# All Nordic languages: position of adverbs (manner-place-time)



## Nino83

Hello everyone.  

Excuse me if I write in English but I don't speak Northern Germanic languages.  

I read on a book that the usual, neutral, word order of adverbs is manner-place-time, but I'm not sure about it. Can you confirm this? 

Are correct these sentences?  

(he goes to Stockholm by car today) 
hann fer með bili  til Stokkhólms í dag
han  går med bil till Stockholm idag
han går med bil til Stockholm idag 

(I bring the book to your house by car today)     
ég færi bókina með bili  til þíns húss í dag
jag bringar boken med bil till din hus idag
jeg bringer boken med bil til din hus idag  

Thank you!


----------



## myšlenka

Nino83 said:


> I read on a book that the usual, neutral, word order of adverbs is manner-place-time, but I'm not sure about it. Can you confirm this?


Grammar and vocabulary aside, yes this is the neutral word order.


----------



## Nino83

Thank you, myšlenka.  
What do you mean with "grammar and vocabulary aside"?


----------



## myšlenka

Nino83 said:


> What do you mean with "grammar and vocabulary aside"?


I meant that the word order in itself is correct. The actual choice of words in your two examples is a different story, but that was not the issue.


----------



## Nino83

Ah, you're speaking about the sentences (it was not clear from your quote). 
Thanks


----------



## vthebee

myšlenka said:


> I meant that the word order in itself is correct. The actual choice of words in your two examples is a different story, but that was not the issue.
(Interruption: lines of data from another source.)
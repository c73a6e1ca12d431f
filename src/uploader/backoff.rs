use std::time::Duration;

use rand::{thread_rng, Rng};

/// Exponential backoff with jitter for provider throttling:
/// `base * 2^attempt + random(0..=jitter_max)`.
#[derive(Debug, Clone, Copy, PartialEq, Eq)]
pub struct BackoffPolicy {
    pub base: Duration,
    pub jitter_max: Duration,
    /// Throttled attempts that are retried. The attempt after the last retry
    /// surfaces `RateLimitExceeded` instead of waiting again.
    pub max_retries: u32,
}

impl Default for BackoffPolicy {
    fn default() -> Self {
        Self {
            base: Duration::from_secs(2),
            jitter_max: Duration::from_secs(1),
            max_retries: 3,
        }
    }
}

impl BackoffPolicy {
    pub fn delay(&self, attempt: u32) -> Duration {
        let jitter_ms = self.jitter_max.as_millis() as u64;
        let jitter = if jitter_ms == 0 {
            0
        } else {
            thread_rng().gen_range(0..=jitter_ms)
        };
        self.delay_with_jitter(attempt, Duration::from_millis(jitter))
    }

    pub fn delay_with_jitter(&self, attempt: u32, jitter: Duration) -> Duration {
        let factor = 2u32.saturating_pow(attempt);
        self.base.saturating_mul(factor).saturating_add(jitter)
    }

    /// `attempt` is zero based; true once every retry has been spent.
    pub fn exhausted(&self, attempt: u32) -> bool {
        attempt >= self.max_retries
    }
}

#[cfg(test)]
mod tests {
    use super::*;

    #[test]
    fn delays_double_per_attempt() {
        let policy = BackoffPolicy {
            base: Duration::from_millis(500),
            jitter_max: Duration::ZERO,
            max_retries: 3,
        };
        let delays: Vec<_> = (0..3).map(|a| policy.delay(a)).collect();
        assert_eq!(
            delays,
            vec![
                Duration::from_millis(500),
                Duration::from_millis(1_000),
                Duration::from_millis(2_000)
            ]
        );
    }

    #[test]
    fn jitter_stays_in_bounds_and_keeps_growth() {
        let policy = BackoffPolicy {
            base: Duration::from_millis(1_000),
            jitter_max: Duration::from_millis(1_000),
            max_retries: 3,
        };
        for _ in 0..50 {
            let first = policy.delay(0);
            let second = policy.delay(1);
            let third = policy.delay(2);
            assert!(first >= Duration::from_millis(1_000) && first <= Duration::from_millis(2_000));
            assert!(third >= Duration::from_millis(4_000) && third <= Duration::from_millis(5_000));
            assert!(first <= second && second <= third);
        }
    }

    #[test]
    fn exhausted_after_max_retries() {
        let policy = BackoffPolicy::default();
        assert!(!policy.exhausted(0));
        assert!(!policy.exhausted(2));
        assert!(policy.exhausted(3));
    }
}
If I am allowed to ask this question in this thread, what word choices would you have replaced?
Å reise instead of å gå?
Takk


----------



## Nino83

And maybe I should have put the definite article in "med bil(en)".


----------



## myšlenka

vthebee said:


> If I am allowed to ask this question in this thread, what word choices would you have replaced?
> Å reise instead of å gå?
> Takk


I can only speak for Norwegian (which is the one you probably are interested in).
_Han kjører til Stockholm i dag.
_
As for the second sentence, it depends on the context but, in general I'd skip the by-phrase and replace _bringe_ with _levere/ta med_ alongside other changes.


----------



## Nino83

myšlenka said:


> I can only speak for Norwegian



And, in general, for "by car", "with my car", "with the car", can I use both "med bil", "med min bil" and "med bilen"?


----------



## myšlenka

Nino83 said:


> And, in general, for "by car", "with my car", "with the car", can I use both "med bil", "med min bil" and "med bilen"?


Or even _med bilen min_, depending on the context.


----------



## Nino83

myšlenka said:


> Or even _med bilen min_, depending on the context.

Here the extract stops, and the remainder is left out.